7th September, 2016 by Kristiane Sherry

One of the UK’s most popular nightclubs is to close after its licence was revoked following the deaths of two teenagers.

London's Fabric nightclub is to close permanently

London’s Fabric nightclub is to close permanently

Islington Council debated the decision until the early hours of this morning (7 September), and took the decision to permanently close London’s Fabric nightclub citing the “culture of drugs” at the club.

The venue was already subject to a 28-day licence suspension put in place after the two 18-year-olds died this summer after taking the drug MDMA.

An online petition signed by more than 150,000 people including prominent DJs, had called for the club to reopen.

The decision is expected to have a significant impact on the nightlife industry both in London and across the UK.

In a statement, Islington Council said: “Islington Council’s licensing sub-committee heard evidence that both 18-year-olds who died this summer had taken MDMA in Fabric, and had bought the drugs in Fabric.

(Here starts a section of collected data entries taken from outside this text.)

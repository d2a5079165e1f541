//! Gemini image generation provider
//!
//! Calls `models/{model}:generateContent` and returns the first inline image
//! of the first candidate. The HTTP call is blocking, so each attempt runs on
//! tokio's blocking pool and the orchestrating task stays responsive.

use crate::config::ArtpackConfig;
use crate::credentials::CredentialStore;
use crate::provider::*;
use artpack_core::{GeneratedImage, GenerationError, GenerationErrorKind};
use async_trait::async_trait;
use serde_json::Value;
use std::time::Duration;

const DEFAULT_GEMINI_URL: &str = "https://generativelanguage.googleapis.com/v1beta";
const DEFAULT_GEMINI_MODEL: &str = "gemini-2.5-flash-image";
/// Inline 2k images arrive base64-encoded and can exceed ureq's default body limit
const MAX_RESPONSE_BYTES: u64 = 64 * 1024 * 1024;

/// Gemini provider for image generation
pub struct GeminiProvider {
    credentials: CredentialStore,
    api_url: String,
    model: String,
    timeout: Duration,
}

impl GeminiProvider {
    /// Create a new GeminiProvider from config.
    ///
    /// A key found in config seeds the credential store when nothing has been
    /// selected yet; the store stays authoritative afterwards.
    pub fn from_config(config: &ArtpackConfig, credentials: CredentialStore) -> Self {
        if !credentials.has_selected_key() {
            if let Some(key) = config.api_key("gemini") {
                credentials.select_key(key);
            }
        }

        Self {
            credentials,
            api_url: config
                .api_url("gemini")
                .unwrap_or(DEFAULT_GEMINI_URL)
                .trim_end_matches('/')
                .to_string(),
            model: config
                .model("gemini")
                .unwrap_or(DEFAULT_GEMINI_MODEL)
                .to_string(),
            timeout: config.request_timeout(),
        }
    }

    fn endpoint(&self) -> String {
        let model = self.model.trim();
        let model_path = if model.starts_with("models/") {
            model.to_string()
        } else {
            format!("models/{}", model)
        };
        format!("{}/{}:generateContent", self.api_url, model_path)
    }
}

/// Build the `generateContent` request body
pub fn build_payload(request: &GenerateRequest) -> Value {
    serde_json::json!({
        "contents": [{
            "parts": [{ "text": request.prompt }]
        }],
        "generationConfig": {
            "imageConfig": {
                "aspectRatio": request.aspect_ratio.as_str()
            }
        }
    })
}

fn build_agent(timeout: Duration) -> ureq::Agent {
    let config = ureq::Agent::config_builder()
        .timeout_global(Some(timeout))
        .http_status_as_error(false)
        .build();
    config.into()
}

fn post_generate(
    endpoint: &str,
    api_key: &str,
    payload: &Value,
    timeout: Duration,
) -> Result<GeneratedImage, GenerationError> {
    // A fresh agent per attempt, so no connection state survives a failure
    let agent = build_agent(timeout);
    let mut response = agent
        .post(endpoint)
        .header("x-goog-api-key", api_key)
        .header("Content-Type", "application/json")
        .send_json(payload)
        .map_err(|e| classify_transport_error(&e))?;

    let status = response.status().as_u16();
    let body = response
        .body_mut()
        .with_config()
        .limit(MAX_RESPONSE_BYTES)
        .read_to_string()
        .map_err(|e| classify_transport_error(&e))?;

    if status >= 400 {
        return Err(parse_error_response(status, &body));
    }
    parse_generate_response(&body)
}

fn classify_transport_error(e: &ureq::Error) -> GenerationError {
    match e {
        ureq::Error::Timeout(_)
        | ureq::Error::Io(_)
        | ureq::Error::ConnectionFailed
        | ureq::Error::HostNotFound => GenerationError::new(
            GenerationErrorKind::ServerError,
            format!("Rpc failed: {}", e),
        ),
        ureq::Error::StatusCode(code) => {
            GenerationError::from_response(*code, None, &format!("HTTP status {}", code))
        }
        other => GenerationError::from_message(format!("Gemini request failed: {}", other)),
    }
}

/// Classify a non-2xx response from its structured error body.
///
/// Falls back to the raw body text when the body is not the usual
/// `{"error": {"code", "message", "status"}}` shape.
pub fn parse_error_response(status: u16, body: &str) -> GenerationError {
    let parsed: Option<Value> = serde_json::from_str(body).ok();
    let error = parsed.as_ref().and_then(|v| v.get("error"));

    let rpc_status = error
        .and_then(|e| e.get("status"))
        .and_then(Value::as_str);
    let message = error
        .and_then(|e| e.get("message"))
        .and_then(Value::as_str)
        .map(str::to_string)
        .unwrap_or_else(|| format!("HTTP {}: {}", status, body.trim()));

    GenerationError::from_response(status, rpc_status, &message)
}

/// Extract the first inline image from a `generateContent` response
pub fn parse_generate_response(body: &str) -> Result<GeneratedImage, GenerationError> {
    let response: Value = serde_json::from_str(body).map_err(|e| {
        GenerationError::new(
            GenerationErrorKind::ServerError,
            format!("Invalid JSON from Gemini: {}", e),
        )
    })?;

    let parts = response
        .get("candidates")
        .and_then(Value::as_array)
        .and_then(|c| c.first())
        .and_then(|c| c.get("content"))
        .and_then(|c| c.get("parts"))
        .and_then(Value::as_array);

    for part in parts.into_iter().flatten() {
        let inline = part.get("inlineData").or_else(|| part.get("inline_data"));
        let Some(inline) = inline else {
            continue;
        };
        let data = inline.get("data").and_then(Value::as_str).unwrap_or_default();
        if data.is_empty() {
            continue;
        }
        let mime_type = inline
            .get("mimeType")
            .or_else(|| inline.get("mime_type"))
            .and_then(Value::as_str)
            .unwrap_or("image/png");
        return Ok(GeneratedImage::new(mime_type, data));
    }

    Err(GenerationError::no_image())
}

#[async_trait]
impl GenerationProvider for GeminiProvider {
    fn name(&self) -> &str {
        "gemini"
    }

    fn health_check(&self) -> ProviderStatus {
        if self.credentials.has_selected_key() {
            ProviderStatus::Available
        } else {
            ProviderStatus::NoApiKey
        }
    }

    async fn request_image(
        &self,
        request: &GenerateRequest,
    ) -> Result<GeneratedImage, GenerationError> {
        let api_key = self.credentials.current().ok_or_else(|| {
            GenerationError::new(
                GenerationErrorKind::InvalidCredential,
                "No Gemini API key selected",
            )
        })?;
        let endpoint = self.endpoint();
        let payload = build_payload(request);
        let timeout = self.timeout;

        tracing::debug!(%endpoint, aspect_ratio = %request.aspect_ratio, "sending generateContent");

        tokio::task::spawn_blocking(move || post_generate(&endpoint, &api_key, &payload, timeout))
            .await
            .map_err(|e| {
                GenerationError::new(
                    GenerationErrorKind::Unknown,
                    format!("Gemini request task failed: {}", e),
                )
            })?
    }
}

“The sub-committee also heard evidence that on both occasions the young men who died and their friends were able to conceal drugs on their person and get through the search and entry system, and that people entering the club were inadequately searched.

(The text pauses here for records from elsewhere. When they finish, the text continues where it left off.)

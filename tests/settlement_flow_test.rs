use marketledger::application::settlement::{SettlementOutcome, SettlementProcessor};
use marketledger::application::withdrawals::WithdrawalService;
use marketledger::config::EngineConfig;
use marketledger::domain::ids::{BuyerId, ProductId, SellerId, StoreId};
use marketledger::domain::money::Balance;
use marketledger::domain::order::OrderStatus;
use marketledger::domain::ports::{LedgerStore, LedgerStoreRef, NotifierRef, OrderStoreRef};
use marketledger::domain::withdrawal::BankDetails;
use marketledger::gateway::checkout::{CartLine, CheckoutRequest, PaymentIntentBuilder};
use marketledger::gateway::notification::PaymentNotification;
use marketledger::gateway::signature;
use marketledger::infrastructure::in_memory::{InMemoryLedgerStore, InMemoryOrderStore};
use marketledger::infrastructure::notifier::LoggingNotifier;
use rust_decimal_macros::dec;
use std::collections::BTreeMap;
use std::sync::Arc;

struct Platform {
    builder: PaymentIntentBuilder,
    processor: SettlementProcessor,
    withdrawals: WithdrawalService,
    ledger: Arc<InMemoryLedgerStore>,
    passphrase: String,
}

fn platform() -> Platform {
    let config = EngineConfig::from_env();
    let passphrase = config.gateway.passphrase.clone();
    let orders: OrderStoreRef = Arc::new(InMemoryOrderStore::new());
    let ledger = Arc::new(InMemoryLedgerStore::new());
    let notifier: NotifierRef = Arc::new(LoggingNotifier);

    let builder = PaymentIntentBuilder::new(config.clone(), orders.clone());
    let processor = SettlementProcessor::new(
        config.clone(),
        orders,
        ledger.clone() as LedgerStoreRef,
        notifier.clone(),
    );
    let withdrawals = WithdrawalService::new(config, ledger.clone() as LedgerStoreRef, notifier);
    Platform {
        builder,
        processor,
        withdrawals,
        ledger,
        passphrase,
    }
}

fn checkout_request() -> CheckoutRequest {
    CheckoutRequest {
        buyer_id: BuyerId::from("buyer-7"),
        first_name: "Thandi".to_string(),
        last_name: "Mokoena".to_string(),
        email: "thandi@example.com".to_string(),
        store_id: StoreId::from("store-1"),
        lines: vec![CartLine {
            product_id: ProductId::from("p-1"),
            quantity: 1,
            unit_price: dec!(110.00),
        }],
        shipping_address: "12 Long Street, Cape Town".to_string(),
        billing_address: "12 Long Street, Cape Town".to_string(),
        delivery_charge: dec!(5.00),
        declared_total: dec!(115.00),
    }
}

/// Builds the webhook payload the gateway would send back for an intent.
fn gateway_echo(
    intent_fields: &BTreeMap<String, String>,
    amount: &str,
    passphrase: &str,
) -> PaymentNotification {
    let mut fields = BTreeMap::from([
        (
            "m_payment_id".to_string(),
            intent_fields["m_payment_id"].clone(),
        ),
        ("txn_id".to_string(), "1089250".to_string()),
        ("payment_status".to_string(), "COMPLETE".to_string()),
        ("amount_gross".to_string(), amount.to_string()),
        ("custom_str1".to_string(), intent_fields["custom_str1"].clone()),
        ("custom_str2".to_string(), intent_fields["custom_str2"].clone()),
    ]);
    let digest = signature::sign(&fields, passphrase).unwrap();
    fields.insert(signature::SIGNATURE_FIELD.to_string(), digest);
    PaymentNotification::new(fields)
}

#[tokio::test]
async fn test_checkout_to_settled_balance() {
    let p = platform();

    let intent = p.builder.build(checkout_request()).await.unwrap();
    assert_eq!(intent.fields["amount"], "115.00");

    let notification = gateway_echo(&intent.fields, "115.00", &p.passphrase);
    assert_eq!(
        p.processor.handle_notification(&notification).await.unwrap(),
        SettlementOutcome::Applied
    );
    // Gateways redeliver; the second copy must be a no-op.
    assert_eq!(
        p.processor.handle_notification(&notification).await.unwrap(),
        SettlementOutcome::Duplicate
    );

    for status in [
        OrderStatus::Processing,
        OrderStatus::Shipped,
        OrderStatus::Delivered,
    ] {
        p.processor
            .advance_order(&intent.order_id, status)
            .await
            .unwrap();
    }

    let row = p
        .ledger
        .financial_for_order(&intent.order_id)
        .await
        .unwrap()
        .expect("settled order must have a financial row");
    assert_eq!(row.gross_amount, dec!(115.00));
    assert_eq!(row.vat_amount, dec!(15.00));
    assert_eq!(row.net_amount, dec!(100.00));
    assert_eq!(row.marketplace_fee, dec!(9.00));
    assert_eq!(row.seller_profit, dec!(91.00));

    let account = p
        .ledger
        .get_or_create_account(&StoreId::from("store-1"))
        .await
        .unwrap();
    assert_eq!(account.available_balance, Balance::new(dec!(91.00)));
    assert_eq!(account.total_earnings, Balance::new(dec!(91.00)));
    assert!(account.invariant_holds());
}

#[tokio::test]
async fn test_forged_amount_never_settles() {
    let p = platform();
    let intent = p.builder.build(checkout_request()).await.unwrap();

    // Signed correctly, but for the wrong amount.
    let forged = gateway_echo(&intent.fields, "1.00", &p.passphrase);
    assert!(p.processor.handle_notification(&forged).await.is_err());

    // The order never left pending, so fulfillment cannot reach delivery.
    assert!(
        p.processor
            .advance_order(&intent.order_id, OrderStatus::Processing)
            .await
            .is_err()
    );
    assert!(
        p.ledger
            .financial_for_order(&intent.order_id)
            .await
            .unwrap()
            .is_none()
    );
}

#[tokio::test]
async fn test_settled_funds_flow_through_withdrawal() {
    let p = platform();
    let intent = p.builder.build(checkout_request()).await.unwrap();

    let notification = gateway_echo(&intent.fields, "115.00", &p.passphrase);
    p.processor.handle_notification(&notification).await.unwrap();
    for status in [
        OrderStatus::Processing,
        OrderStatus::Shipped,
        OrderStatus::Delivered,
    ] {
        p.processor
            .advance_order(&intent.order_id, status)
            .await
            .unwrap();
    }

    // 91.00 available; withdraw 60 of it.
    let withdrawal = p
        .withdrawals
        .request(
            StoreId::from("store-1"),
            SellerId::from("seller-1"),
            dec!(60.00),
            BankDetails::default(),
        )
        .await
        .unwrap();
    p.withdrawals.approve(&withdrawal.id).await.unwrap();

    let account = p
        .ledger
        .get_or_create_account(&StoreId::from("store-1"))
        .await
        .unwrap();
    assert_eq!(account.total_earnings, Balance::new(dec!(91.00)));
    assert_eq!(account.available_balance, Balance::new(dec!(31.00)));
    assert_eq!(account.total_withdrawn, Balance::new(dec!(60.00)));
    assert!(account.invariant_holds());
}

“In light of all the circumstances, the sub-committee decided that revocation was both appropriate and proportionate.”

London mayor Sadiq Kahn said he was “disappointed” by the decision.

“Clubbing needs to be safe but I’m disappointed that Fabric, Islington Council and the Metropolitan Police were unable to reach agreement on how to address concerns about public safety,” he said.

“As a result of this decision, thousands of people who enjoyed ‎going to Fabric as an essential part of London’s nightlife will lose out.

“The issues faced by Fabric point to a wider problem of how we protect London’s night-time economy, while ensuring it is safe and enjoyable for everyone.

“Over the past eight years, London has lost 50 percent of its nightclubs and 40 percent of its live music venues. This decline must stop if London is to retain its status as a 24-hour city with a world-class nightlife.”

The chair of the Night Time Industries Association, Alan Miller, said he would start a grassroots fund to help save the club.

In a statement released in August, Miller said nightclubs should not be punished for drug use, noting that even prisons with maximum security levels still see some drug use.